Is community detection the same as clustering?

Is community detection the same as clustering?

Node clustering (also known as community detection in social network analysis) aims to find such a grouping (labelling) of nodes so that nodes in the same group are closer to each other rather than to the nodes from outside of the group (Malliaros & Vazirgiannis, 2013) .

What are the various kinds of community detection techniques?

Community Detection Techniques. Community detection methods can be broadly categorized into two types; Agglomerative Methods and Divisive Methods. In Agglomerative methods, edges are added one by one to a graph which only contains nodes. Edges are added from the stronger edge to the weaker edge.

What is community detection in social networks?

Community detection is an important research area in social networks analysis where we are concerned with discovering the structure of the social network. Detecting communities is of great importance in sociology, biology and computer science, disciplines where systems are often represented as graphs.

Why do community structures exist?

Importance. Community structures are quite common in real networks. Communities allow us to create a large scale map of a network since individual communities act like meta-nodes in the network which makes its study easier.

What is community detection problem?

Community Detection is one of the fundamental problems in network analysis, where the goal is to find groups of nodes that are, in some sense, more similar to each other than to the other nodes. Source: Randomized Spectral Clustering in Large-Scale Stochastic Block Models.

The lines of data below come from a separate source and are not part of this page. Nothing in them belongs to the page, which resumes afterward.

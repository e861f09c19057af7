//! Trace sinks.
//!
//! Every access through the memory hierarchy produces an ordered list of
//! transfer events. The execution engine hands each access to a `TraceSink`
//! as soon as it completes, so event order across accesses is preserved.
//!
//! - `NullTrace` drops everything.
//! - `RecordingTrace` keeps the events in memory.
//! - `WriterTrace` prints one line per event and, when verbose, the full cache
//!   state after every access.

use std::fmt;
use std::io::{self, Write};

use crate::core::units::cache::CacheSim;
use crate::soc::memory::controller::AccessResult;
use crate::soc::memory::transfer::TransferEvent;

/// Consumer of transfer events.
pub trait TraceSink: fmt::Debug {
    /// Receives one transfer event.
    fn transfer(&mut self, event: &TransferEvent);

    /// Receives a completed access and the cache state it left behind.
    ///
    /// The default forwards each event to [`TraceSink::transfer`].
    fn after_access(&mut self, result: &AccessResult, _cache: &CacheSim) {
        for event in &result.events {
            self.transfer(event);
        }
    }
}

/// Discards all events.
#[derive(Debug, Default, Clone, Copy)]
pub struct NullTrace;

impl TraceSink for NullTrace {
    fn transfer(&mut self, _event: &TransferEvent) {}
}

/// Keeps every event, in order.
#[derive(Debug, Default, Clone, PartialEq, Eq)]
pub struct RecordingTrace {
    /// Events received so far.
    pub events: Vec<TransferEvent>,
    /// Number of accesses reported.
    pub accesses: usize,
}

impl RecordingTrace {
    /// Creates an empty recorder.
    pub fn new() -> Self {
        Self::default()
    }
}

impl TraceSink for RecordingTrace {
    fn transfer(&mut self, event: &TransferEvent) {
        self.events.push(*event);
    }

    fn after_access(&mut self, result: &AccessResult, _cache: &CacheSim) {
        self.accesses += 1;
        self.events.extend_from_slice(&result.events);
    }
}

/// Writes line-oriented, human-readable trace output.
#[derive(Debug)]
pub struct WriterTrace<W: Write> {
    out: W,
    verbose: bool,
}

impl WriterTrace<io::Stdout> {
    /// A trace printing to stdout.
    pub fn stdout(verbose: bool) -> Self {
        Self::new(io::stdout(), verbose)
    }
}

impl<W: Write> WriterTrace<W> {
    /// A trace writing to `out`; `verbose` adds a cache dump after each access.
    pub const fn new(out: W, verbose: bool) -> Self {
        Self { out, verbose }
    }

    /// Returns the underlying writer.
    pub fn into_inner(self) -> W {
        self.out
    }

    // Trace output is best-effort: a closed stdout must not abort the simulation.
    fn line(&mut self, args: fmt::Arguments<'_>) {
        let _ = self.out.write_fmt(args);
        let _ = self.out.write_all(b"\n");
    }
}

impl<W: Write + fmt::Debug> TraceSink for WriterTrace<W> {
    fn transfer(&mut self, event: &TransferEvent) {
        self.line(format_args!("{event}"));
    }

    fn after_access(&mut self, result: &AccessResult, cache: &CacheSim) {
        for event in &result.events {
            self.transfer(event);
        }
        if self.verbose {
            self.line(format_args!("{cache}"));
        }
    }
}

/// Trace printing to standard output.
pub type StdoutTrace = WriterTrace<io::Stdout>;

What is the importance of having a community structure in a community?

Community structure is an important feature of complex networks, which indicates the fact that nodes are gathered into several groups. Each group is a community of nodes where the density of edges within communities is higher than among communities (Girvan and Newman, 2002).

How is community detection similar to clustering algorithms?

One can argue that community detection is similar to clustering. Clustering is a machine learning technique in which similar data points are grouped into the same cluster based on their attributes. Even though clustering can be applied to networks, it is a broader field in unsupervised machine learning which deals with multiple attribute types.

How is community detection used in network analysis?

Community detection is very applicable in understanding and evaluating the structure of large and complex networks. This approach uses the properties of edges in graphs or networks and hence more suitable for network analysis rather than a clustering approach.

How is community detection used in machine learning?

Community detection can be used in machine learning to detect groups with similar properties and extract groups for various reasons. For example, this technique can be used to discover manipulative groups inside a social network or a stock market.

What are the differences between community detection and grouping?

Initially, every vertex belongs to a separate community, and communities are merged iteratively such that each merge is locally optimal (i.e. yields the largest increase in the current value of modularity). The algorithm stops when it is not possible to increase the modularity any more, so it gives you a grouping as well as a dendrogram.